Dokumen Hasil Keputusan Munas Alim Ulama dan Konferensi Besar NU tahun 2012 dapat diunduh di situs NU Online, detikcom mengaksesnya pada Kamis (28/11/2019).
SCROLL TO CONTINUE WITH CONTENT
Bukan pilpres langsung yang dikritisi dalam dokumen ini, melainkan pilkada langsung yang dikritisi. NU menyadari Pilkada punya tujuan mulia, yakni melibatkan partisipasi masyarakat dalam memilih kepala daerahnya. Namun tujuan mulia itu dinilai tidak tercapai. Berikut kalimatnya.
"Dalam praktik pelaksanaan pemilukada selama ini, dampak positif (mashlahah) yang diharapkan tidak selalu terbukti. Bahkan sebaliknya, dampak negatif (mafsadah) baik dalam proses maupun dalam produknya telah terjadi dalam skala yang sangat mencemaskan," demikian bunyi poin ke-2 dalam Bab II Komisi Bahtsul Masail keputusan Munas itu.
Dampak negatif yang dimaksud adalah, pertama, politik uang. Kedua, pilkada sangat mahal. Ketiga, pilkada berpotensi menimbulkan korupsi. Keempat, terbukti kepala daerah banyak yang korupsi. Berikut kalimat dalam poin ke-3.

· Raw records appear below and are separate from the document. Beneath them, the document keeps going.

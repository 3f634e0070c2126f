//! Engine-wide error taxonomy.
//!
//! Build-time definition errors are aggregated into a single `Validation`
//! variant; runtime dispatch errors are per-call and leave instance state
//! intact. Persistence has its own error enum in `baton-marshal`.

use crate::{ElementId, InstanceStatus, NodeInstanceId, ProcessInstanceId, WorkItemId};

/// Errors surfaced by the definition builder and the instance runtime.
#[derive(Debug, thiserror::Error)]
pub enum EngineError {
    /// A referenced element could not be resolved.
    #[error("element not found: {0}")]
    NotFound(String),

    #[error("duplicate element id: {0}")]
    DuplicateElementId(ElementId),

    #[error("duplicate correlation key: '{0}'")]
    DuplicateCorrelationKey(String),

    #[error("definition not found: {0}")]
    DefinitionNotFound(String),

    /// Structural validation failures, all of them at once.
    #[error("validation failed: {}", .0.join("; "))]
    Validation(Vec<String>),

    #[error("process instance not found: {0}")]
    InstanceNotFound(ProcessInstanceId),

    /// The instance's current state does not accept the signal.
    #[error("process instance {process_instance_id} cannot accept signal on channel '{channel}'")]
    IllegalSignal {
        process_instance_id: ProcessInstanceId,
        channel: String,
    },

    #[error("node instance {node_instance_id} not found in process instance {process_instance_id}")]
    NodeInstanceNotFound {
        process_instance_id: ProcessInstanceId,
        node_instance_id: NodeInstanceId,
    },

    #[error("node {node_id} not found in definition used by process instance {process_instance_id}")]
    NodeNotFound {
        process_instance_id: ProcessInstanceId,
        node_id: ElementId,
    },

    #[error("work item {work_item_id} not found in process instance {process_instance_id}")]
    WorkItemNotFound {
        process_instance_id: ProcessInstanceId,
        work_item_id: WorkItemId,
    },

    /// A work-item policy rejected the mutation. Distinct from not-found.
    #[error("policy violation on work item {work_item_id}: {reason}")]
    PolicyViolation {
        work_item_id: WorkItemId,
        reason: String,
    },

    /// Mutation attempted through a read-only view.
    #[error("unsupported operation: {0}")]
    UnsupportedOperation(String),

    #[error("process instance {process_instance_id} is {status} and no longer accepts mutations")]
    TerminalInstance {
        process_instance_id: ProcessInstanceId,
        status: InstanceStatus,
    },

    #[error("illegal state: {0}")]
    IllegalState(String),

    /// Raised by `check_error` when the instance carries a captured fault.
    #[error("process instance {process_instance_id} failed at node {failed_node_id}: {message}")]
    Faulted {
        process_instance_id: ProcessInstanceId,
        failed_node_id: ElementId,
        message: String,
    },
}

/// Result type alias for engine operations.
pub type EngineResult<T> = Result<T, EngineError>;

#[cfg(test)]
mod tests {
    use super::*;

    #[test]
    fn test_validation_lists_every_problem() {
        let err = EngineError::Validation(vec![
            "node 'a' has no incoming connections".to_string(),
            "node 'b' has no outgoing connections".to_string(),
        ]);
        let text = err.to_string();
        assert!(text.contains("node 'a'"));
        assert!(text.contains("node 'b'"));
    }

    #[test]
    fn test_illegal_signal_names_instance_and_channel() {
        let err = EngineError::IllegalSignal {
            process_instance_id: ProcessInstanceId::new("pi-9"),
            channel: "order-placed".to_string(),
        };
        let text = err.to_string();
        assert!(text.contains("pi-9"));
        assert!(text.contains("order-placed"));
    }

    #[test]
    fn test_terminal_instance_names_status() {
        let err = EngineError::TerminalInstance {
            process_instance_id: ProcessInstanceId::new("pi-1"),
            status: InstanceStatus::Completed,
        };
        assert!(err.to_string().contains("COMPLETED"));
    }
}
//! Engine facade: definition registry, per-instance write serialization,
//! persistence, and event publication composed behind one API.
//!
//! Every mutation follows the same path: take the instance's async lock,
//! load a mutable copy from the store, run the synchronous state-machine
//! operation, persist on success, then publish the drained events. A failed
//! operation discards the copy, so the store never sees a partial mutation.

use std::collections::HashMap;
use std::sync::Arc;

use futures::StreamExt;
use serde_json::Value;
use tokio::sync::{Mutex, RwLock};
use tracing::{info, warn};

use baton_definition::{CorrelationValue, ProcessDefinition};
use baton_types::{
    ElementId, EngineError, EngineResult, InstanceStatus, NodeInstanceId, ProcessInstanceId,
    ReadMode, Signal, WorkItem, WorkItemId,
};

use crate::actions::ActionRegistry;
use crate::emitter::EventPublisher;
use crate::instance::ProcessInstance;
use crate::store::ProcessInstances;
use crate::work_items::WorkItemPolicy;

// ── Definition registry ──────────────────────────────────────────────────

/// Versioned process definitions keyed by definition id. Registering an id
/// again replaces the stored definition.
#[derive(Default)]
pub struct DefinitionRegistry {
    definitions: RwLock<HashMap<String, Arc<ProcessDefinition>>>,
}

impl DefinitionRegistry {
    pub fn new() -> Self {
        Self::default()
    }

    pub async fn register(&self, definition: ProcessDefinition) -> Arc<ProcessDefinition> {
        let definition = Arc::new(definition);
        let mut definitions = self.definitions.write().await;
        let replaced = definitions
            .insert(definition.id.clone(), Arc::clone(&definition))
            .is_some();
        info!(
            definition_id = %definition.id,
            version = %definition.version,
            replaced,
            "process definition registered"
        );
        definition
    }

    pub async fn get(&self, id: &str) -> EngineResult<Arc<ProcessDefinition>> {
        let definitions = self.definitions.read().await;
        definitions
            .get(id)
            .cloned()
            .ok_or_else(|| EngineError::DefinitionNotFound(id.to_string()))
    }

    pub async fn ids(&self) -> Vec<String> {
        self.definitions.read().await.keys().cloned().collect()
    }
}

// ── Start request ────────────────────────────────────────────────────────

/// Everything a caller can hand to `ProcessEngine::start`.
#[derive(Debug, Clone)]
pub struct StartRequest {
    pub definition_id: String,
    pub business_key: Option<String>,
    pub trigger: Option<String>,
    pub payload: Value,
    pub reference_id: Option<String>,
    pub headers: HashMap<String, String>,
    pub variables: HashMap<String, Value>,
    /// Correlation key to subscribe the new instance under.
    pub correlation: Option<(String, CorrelationValue)>,
}

impl StartRequest {
    pub fn new(definition_id: impl Into<String>) -> Self {
        Self {
            definition_id: definition_id.into(),
            business_key: None,
            trigger: None,
            payload: Value::Null,
            reference_id: None,
            headers: HashMap::new(),
            variables: HashMap::new(),
            correlation: None,
        }
    }

    pub fn with_business_key(mut self, key: impl Into<String>) -> Self {
        self.business_key = Some(key.into());
        self
    }

    pub fn with_trigger(mut self, trigger: impl Into<String>) -> Self {
        self.trigger = Some(trigger.into());
        self
    }

    pub fn with_payload(mut self, payload: Value) -> Self {
        self.payload = payload;
        self
    }

    pub fn with_reference_id(mut self, reference_id: impl Into<String>) -> Self {
        self.reference_id = Some(reference_id.into());
        self
    }

    pub fn with_header(mut self, key: impl Into<String>, value: impl Into<String>) -> Self {
        self.headers.insert(key.into(), value.into());
        self
    }

    pub fn with_variable(mut self, name: impl Into<String>, value: Value) -> Self {
        self.variables.insert(name.into(), value);
        self
    }

    pub fn with_correlation(mut self, key_name: impl Into<String>, value: CorrelationValue) -> Self {
        self.correlation = Some((key_name.into(), value));
        self
    }
}

// ── Engine ───────────────────────────────────────────────────────────────

pub struct ProcessEngine {
    definitions: DefinitionRegistry,
    store: Arc<dyn ProcessInstances>,
    actions: Arc<ActionRegistry>,
    publisher: EventPublisher,
    /// Per-instance write locks; one writer per instance id at a time.
    locks: Mutex<HashMap<ProcessInstanceId, Arc<Mutex<()>>>>,
}

impl ProcessEngine {
    pub fn new(
        store: Arc<dyn ProcessInstances>,
        actions: Arc<ActionRegistry>,
        publisher: EventPublisher,
    ) -> Self {
        Self {
            definitions: DefinitionRegistry::new(),
            store,
            actions,
            publisher,
            locks: Mutex::new(HashMap::new()),
        }
    }

    pub fn publisher(&self) -> &EventPublisher {
        &self.publisher
    }

    pub fn definitions(&self) -> &DefinitionRegistry {
        &self.definitions
    }

    pub async fn register(&self, definition: ProcessDefinition) -> Arc<ProcessDefinition> {
        self.definitions.register(definition).await
    }

    // ── Lifecycle operations ─────────────────────────────────────────────

    /// Build, start, persist, and publish a new instance. Nothing is
    /// persisted when start resolution fails.
    pub async fn start(&self, request: StartRequest) -> EngineResult<ProcessInstanceId> {
        let def = self.definitions.get(&request.definition_id).await?;
        let mut instance = ProcessInstance::new(&def);
        if let Some(key) = request.business_key {
            instance = instance.with_business_key(key);
        }
        for (name, value) in request.variables {
            instance = instance.with_variable(name, value);
        }
        if let Some((key_name, value)) = &request.correlation {
            instance.subscribe_correlation(&def, key_name, value)?;
        }
        instance.start(
            &def,
            &self.actions,
            request.trigger.as_deref(),
            &request.payload,
            request.reference_id,
            request.headers,
        )?;
        let id = instance.id.clone();
        self.commit(&id, &mut instance).await?;
        Ok(id)
    }

    pub async fn signal(&self, id: &ProcessInstanceId, signal: &Signal) -> EngineResult<()> {
        self.with_instance(id, |instance, def, actions| instance.send(def, actions, signal))
            .await
    }

    /// Signal the instance stored under a business key.
    pub async fn signal_by_business_key(
        &self,
        key: &str,
        signal: &Signal,
    ) -> EngineResult<ProcessInstanceId> {
        let id = self
            .store
            .find_by_business_key(key, ReadMode::ReadOnly)
            .await?
            .map(|instance| instance.id)
            .ok_or_else(|| {
                EngineError::NotFound(format!("process instance with business key '{key}'"))
            })?;
        self.signal(&id, signal).await?;
        Ok(id)
    }

    /// Route a signal to every active instance whose recorded correlation
    /// value for `key_name` matches the inbound payload. Returns the matched
    /// instance ids; a per-instance rejection is logged, not propagated.
    pub async fn signal_by_correlation(
        &self,
        key_name: &str,
        payload: &Value,
        channel: &str,
    ) -> EngineResult<Vec<ProcessInstanceId>> {
        let mut matched = Vec::new();
        let mut stream = self.store.stream(ReadMode::ReadOnly).await?;
        while let Some(item) = stream.next().await {
            let instance = item?;
            if instance.status != InstanceStatus::Active {
                continue;
            }
            let Ok(def) = self.definitions.get(&instance.definition_id).await else {
                continue;
            };
            let Some(value) = def.correlations().evaluate(key_name, payload) else {
                continue;
            };
            if instance.correlates(key_name, &value) {
                matched.push(instance.id);
            }
        }
        for id in &matched {
            let signal = Signal::new(channel, payload.clone());
            if let Err(error) = self.signal(id, &signal).await {
                warn!(process_instance_id = %id, %error, "correlated signal rejected");
            }
        }
        Ok(matched)
    }

    pub async fn suspend(&self, id: &ProcessInstanceId) -> EngineResult<()> {
        self.with_instance(id, |instance, _def, _actions| instance.suspend())
            .await
    }

    pub async fn resume(&self, id: &ProcessInstanceId) -> EngineResult<()> {
        self.with_instance(id, |instance, _def, _actions| instance.resume())
            .await
    }

    pub async fn abort(&self, id: &ProcessInstanceId) -> EngineResult<()> {
        self.with_instance(id, |instance, _def, _actions| instance.abort())
            .await
    }

    /// Remove an instance from the store and drop its lock entry.
    pub async fn remove(&self, id: &ProcessInstanceId) -> EngineResult<()> {
        self.store.remove(id).await?;
        self.locks.lock().await.remove(id);
        Ok(())
    }

    // ── Node and work-item operations ────────────────────────────────────

    pub async fn trigger_node(
        &self,
        id: &ProcessInstanceId,
        node_id: &ElementId,
    ) -> EngineResult<()> {
        self.with_instance(id, |instance, def, actions| {
            instance.trigger_node(def, actions, node_id)
        })
        .await
    }

    pub async fn cancel_node_instance(
        &self,
        id: &ProcessInstanceId,
        node_instance_id: &NodeInstanceId,
    ) -> EngineResult<()> {
        self.with_instance(id, |instance, _def, _actions| {
            instance.cancel_node_instance(node_instance_id)
        })
        .await
    }

    pub async fn retrigger_node_instance(
        &self,
        id: &ProcessInstanceId,
        node_instance_id: &NodeInstanceId,
    ) -> EngineResult<()> {
        self.with_instance(id, |instance, def, actions| {
            instance.retrigger_node_instance(def, actions, node_instance_id)
        })
        .await
    }

    pub async fn complete_work_item(
        &self,
        id: &ProcessInstanceId,
        work_item_id: &WorkItemId,
        results: HashMap<String, Value>,
        policies: &[&dyn WorkItemPolicy],
    ) -> EngineResult<()> {
        self.with_instance(id, |instance, def, actions| {
            instance.complete_work_item(def, actions, work_item_id, results, policies)
        })
        .await
    }

    pub async fn abort_work_item(
        &self,
        id: &ProcessInstanceId,
        work_item_id: &WorkItemId,
        policies: &[&dyn WorkItemPolicy],
    ) -> EngineResult<()> {
        self.with_instance(id, |instance, def, actions| {
            instance.abort_work_item(def, actions, work_item_id, policies)
        })
        .await
    }

    pub async fn transition_work_item(
        &self,
        id: &ProcessInstanceId,
        work_item_id: &WorkItemId,
        phase: &str,
        data: HashMap<String, Value>,
        policies: &[&dyn WorkItemPolicy],
    ) -> EngineResult<()> {
        self.with_instance(id, |instance, _def, _actions| {
            instance.transition_work_item(work_item_id, phase, data, policies)
        })
        .await
    }

    pub async fn update_work_item(
        &self,
        id: &ProcessInstanceId,
        work_item_id: &WorkItemId,
        parameters: HashMap<String, Value>,
        policies: &[&dyn WorkItemPolicy],
    ) -> EngineResult<WorkItem> {
        self.with_instance(id, |instance, _def, _actions| {
            instance.update_work_item(work_item_id, parameters, policies)
        })
        .await
    }

    pub async fn set_variable(
        &self,
        id: &ProcessInstanceId,
        name: &str,
        value: Value,
    ) -> EngineResult<()> {
        self.with_instance(id, |instance, _def, _actions| {
            instance.set_variable(name, value)
        })
        .await
    }

    // ── Queries ──────────────────────────────────────────────────────────

    pub async fn find(
        &self,
        id: &ProcessInstanceId,
        mode: ReadMode,
    ) -> EngineResult<Option<ProcessInstance>> {
        self.store.find_by_id(id, mode).await
    }

    pub async fn find_by_business_key(
        &self,
        key: &str,
        mode: ReadMode,
    ) -> EngineResult<Option<ProcessInstance>> {
        self.store.find_by_business_key(key, mode).await
    }

    // ── Internals ────────────────────────────────────────────────────────

    async fn instance_lock(&self, id: &ProcessInstanceId) -> Arc<Mutex<()>> {
        let mut locks = self.locks.lock().await;
        Arc::clone(
            locks
                .entry(id.clone())
                .or_insert_with(|| Arc::new(Mutex::new(()))),
        )
    }

    /// Run one serialized mutation: load mutable, operate, persist, publish.
    async fn with_instance<R, F>(&self, id: &ProcessInstanceId, op: F) -> EngineResult<R>
    where
        F: FnOnce(&mut ProcessInstance, &ProcessDefinition, &ActionRegistry) -> EngineResult<R>,
    {
        let lock = self.instance_lock(id).await;
        let _guard = lock.lock().await;
        let mut instance = self
            .store
            .find_by_id(id, ReadMode::Mutable)
            .await?
            .ok_or_else(|| EngineError::InstanceNotFound(id.clone()))?;
        let def = self.definitions.get(&instance.definition_id).await?;
        let outcome = op(&mut instance, &def, &self.actions)?;
        self.commit(id, &mut instance).await?;
        Ok(outcome)
    }

    /// Persist the mutated instance, then publish the events the mutation
    /// drained. Draining happens before the store write so a stored copy
    /// never carries unpublished events back into a later mutation.
    async fn commit(
        &self,
        id: &ProcessInstanceId,
        instance: &mut ProcessInstance,
    ) -> EngineResult<()> {
        let events = instance.drain_events();
        self.store.update(id, instance).await?;
        if instance.status.is_terminal() {
            // Terminal instances take no further mutations; drop the lock
            // entry instead of keeping it for the engine's lifetime.
            self.locks.lock().await.remove(id);
        }
        for event in events {
            self.publisher.emit(event).await;
        }
        Ok(())
    }
}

"Pendidikan politik yang diberikan kepada rakyat melalui pemilukada bukanlah pendidikan politik yang sehat, melainkan pendidikan politik yang buruk, antara lain berupa merebaknya money politics (risywah siyasiyyah). Biaya pemilukada menjadi sangat mahal, bukan hanya bagi negara, tetapi juga bagi para kandidat. Hal ini sangat potensial untuk menimbulkan korupsi, kolusi dan nepotisme (KKN). Banyaknya kepala daerah yang terlibat kasus korupsi, membuktikan kebenaran hal ini," demikian poin ke-3 dalam dalam Bab II keputusan Munas itu.
Selain itu, harapan untuk memperoleh kepala daerah terbaik sering tidak terwujud. Yang ada adalah keburukan berupa konflik horizontal. Maka NU menyatakan kemaslahatan pilkada langsung adalah kemaslahatan semu. Pilkada wajib ditinjau kembali, sesuai kaidah fiqiyyah, "Menolak kerusakan itu lebih utama daripada meraih kemaslahatan."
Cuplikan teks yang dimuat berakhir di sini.